Participaciones preferentes.
La cantidad invertida ascendió a €206.000, el producto obtenido por la venta de las 8.240 participaciones preferentes ascendió a 190.813,31 euros y los beneficios, dividendos u otros frutos cobrados a la cantidad de 39.427,43 €, de modo que en este caso no se produjo perjuicio alguno y por ello nada puede concederse al demandante por este concepto reclamado.
En suma y como recuerda la sentencia del Tribunal Supremo de 22 de marzo de 2018, para que surja la obligación de indemnizar daños y perjuicios al amparo del art.1101del Código Civil, por incumplimiento de una obligación contractual, es necesario que haya existido daño. Y en el presente caso no se ha producido menoscabo patrimonial o consecuencias económicas negativas imputables a la infracción obligacional.
Por todo ello, procede la estimación parcial de la demanda en la forma que se concretará en el fallo de la presente resolución.
Vistos los preceptos citados y demás de general y pertinente aplicación, en nombre del Rey, y por la autoridad conferida por el Pueblo Español;
Fallo
Que estimando parcialmente el recurso de apelación interpuesto por la representación procesal DE d. Ángel, contra la sentencia del Juzgado de Primera Instancia nº 3 de Torrevieja, revocamos dicha resolución, acordando en su lugar la estimación parcial de la demanda interpuesta contra "Banco Santander, S.A.", y, en consecuencia debemos condenar a la entidad demandada a indemnizar al demandante a la cantidad que se liquidará en ejecución de sentencia, con arreglo a las siguientes bases:
a- El Banco abonará a los demandantes la cantidad de 30.000€, más el interés legal del dinero desde la fecha de la reclamación extrajudicial, sustituido por los intereses procesales a partir de la fecha de la presente resolución.
b- De dicha cantidad se deducirá, por vía de compensación, la rentabilidad total bruta efectivamente cobrada por valores financieros adquiridos (cupones de intereses y dividendos de las acciones).
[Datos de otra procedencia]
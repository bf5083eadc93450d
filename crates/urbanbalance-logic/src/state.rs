//! Dashboard session state — location, current reading, and simulator levers.
//!
//! The current health score is never stored: it is recomputed from the
//! reading on every access, so it cannot drift from its inputs.
//!
//! Refreshes are fire-and-forget. Whichever reading completes last is the
//! one kept; there is no request ordering, so a slow stale response can
//! overwrite a newer one.

use serde::{Deserialize, Serialize};

use crate::geography::{pollution_zone, Location, PollutionZone};
use crate::health::{compute_health_score, HealthScore};
use crate::levers::{Lever, SimulationLevers};
use crate::reading::EnvironmentalReading;
use crate::simulator::{project, SimulationOutcome};
use crate::sources::{DataSource, FallbackSource, SourceError};
use crate::status::{reading_status, ReadingStatus};

#[derive(Debug, Clone, PartialEq, Serialize, Deserialize)]
pub struct DashboardState {
    location: Location,
    reading: EnvironmentalReading,
    levers: SimulationLevers,
    /// Banner text after a failed upstream fetch.
    advisory: Option<String>,
    /// Incremented each time a reading is accepted.
    revision: u64,
}

impl DashboardState {
    pub fn new(location: Location, reading: EnvironmentalReading) -> Self {
        Self {
            location,
            reading: reading.with_missing_as_zero(),
            levers: SimulationLevers::baseline(),
            advisory: None,
            revision: 0,
        }
    }

    pub fn location(&self) -> &Location {
        &self.location
    }

    pub fn reading(&self) -> &EnvironmentalReading {
        &self.reading
    }

    pub fn levers(&self) -> &SimulationLevers {
        &self.levers
    }

    pub fn advisory(&self) -> Option<&str> {
        self.advisory.as_deref()
    }

    pub fn revision(&self) -> u64 {
        self.revision
    }

    pub fn current_score(&self) -> HealthScore {
        compute_health_score(&self.reading)
    }

    pub fn status(&self) -> ReadingStatus {
        reading_status(&self.reading)
    }

    pub fn pollution_zone(&self) -> Option<PollutionZone> {
        pollution_zone(&self.location, self.reading.air_quality_index)
    }

    /// Simulated reading, deltas and both scores under the current levers.
    pub fn projection(&self) -> SimulationOutcome {
        project(&self.reading, &self.levers)
    }

    pub fn projected_score(&self) -> HealthScore {
        self.projection().projected_score
    }

    pub fn set_lever(&mut self, lever: Lever, value: f32) {
        self.levers.set(lever, value);
    }

    pub fn set_levers(&mut self, levers: SimulationLevers) {
        self.levers = levers;
    }

    /// Restore the five default lever values. The reading is left as is.
    pub fn reset_levers(&mut self) {
        self.levers = SimulationLevers::baseline();
        log::info!("levers reset to baseline");
    }

    /// Overwrite the reading with its simulation under the current levers.
    ///
    /// One-way: the previous reading is gone.
    pub fn apply_simulation(&mut self) -> SimulationOutcome {
        let outcome = self.projection();
        self.reading = outcome.reading;
        self.revision += 1;
        log::info!(
            "applied simulation at {}: score {} -> {}",
            self.location.name,
            outcome.current_score.display(),
            outcome.projected_score.display()
        );
        outcome
    }

    /// Move to a new location. The reading stays until a refresh lands.
    pub fn set_location(&mut self, location: Location) {
        self.location = location;
    }

    /// Accept a completed reading. The last one accepted wins.
    pub fn accept_reading(&mut self, reading: EnvironmentalReading) {
        self.reading = reading.with_missing_as_zero();
        self.revision += 1;
        log::info!(
            "reading #{} for {}: score {}",
            self.revision,
            self.location.name,
            self.current_score().display()
        );
    }

    /// Fetch from a single source. On failure the reading and advisory are
    /// left untouched and the error is returned.
    pub fn refresh(&mut self, source: &mut dyn DataSource) -> Result<(), SourceError> {
        let reading = source.fetch(&self.location)?;
        self.advisory = None;
        self.accept_reading(reading);
        Ok(())
    }

    /// Fetch through a fallback chain, raising the advisory banner when the
    /// primary failed. Recomputation is never blocked by the advisory.
    pub fn refresh_with_fallback<P: DataSource, F: DataSource>(
        &mut self,
        sources: &mut FallbackSource<P, F>,
    ) -> Result<(), SourceError> {
        let fetched = sources.fetch_reading(&self.location)?;
        self.advisory = fetched.advisory;
        self.accept_reading(fetched.reading);
        Ok(())
    }

    pub fn dismiss_advisory(&mut self) {
        self.advisory = None;
    }
}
Valor que a fecha del canje tenían las acciones recibidas (cotización bursátil).
c- Los demandantes procederán a la restitución a la entidad demandada de la propiedad y titularidad de las acciones de "Banco Santander", y si dichas acciones han sido vendidas, deberán restituir al banco el importe obtenido por la venta de las mismas.
Se absuelve a la entidad demandada de las demás pretensiones formuladas en su contra.
d- Se desestima la impugnación formulada por la representación procesal del Banco de Santander, SA.
Sin especial pronunciamiento en costas en la instancia y en cuanto al recurso de apelación. Se imponen a Banco de Santander, S.A., las costas de la impugnación.
Con devolución del depósito constituido para recurrir.
Hágase saber a las partes que esta sentencia no es firme y que contra la misma, cabe
Junto con el escrito de interposición del recurso antedicho deberán aportarse, en su caso, justificante de ingreso de depósito por importe de CINCUENTA EUROS (50.- €) en la "Cuenta de Depósitos y Consignaciones" de este Tribunal nº 3575 indicando el "concepto 04" para el recurso extraordinario por infracción procesal y el "concepto 06", sin el cual no se admitirá a trámite.
Así, por esta nuestra sentencia definitiva que, fallando en grado de apelación, lo pronunciamos, mandamos y firmamos.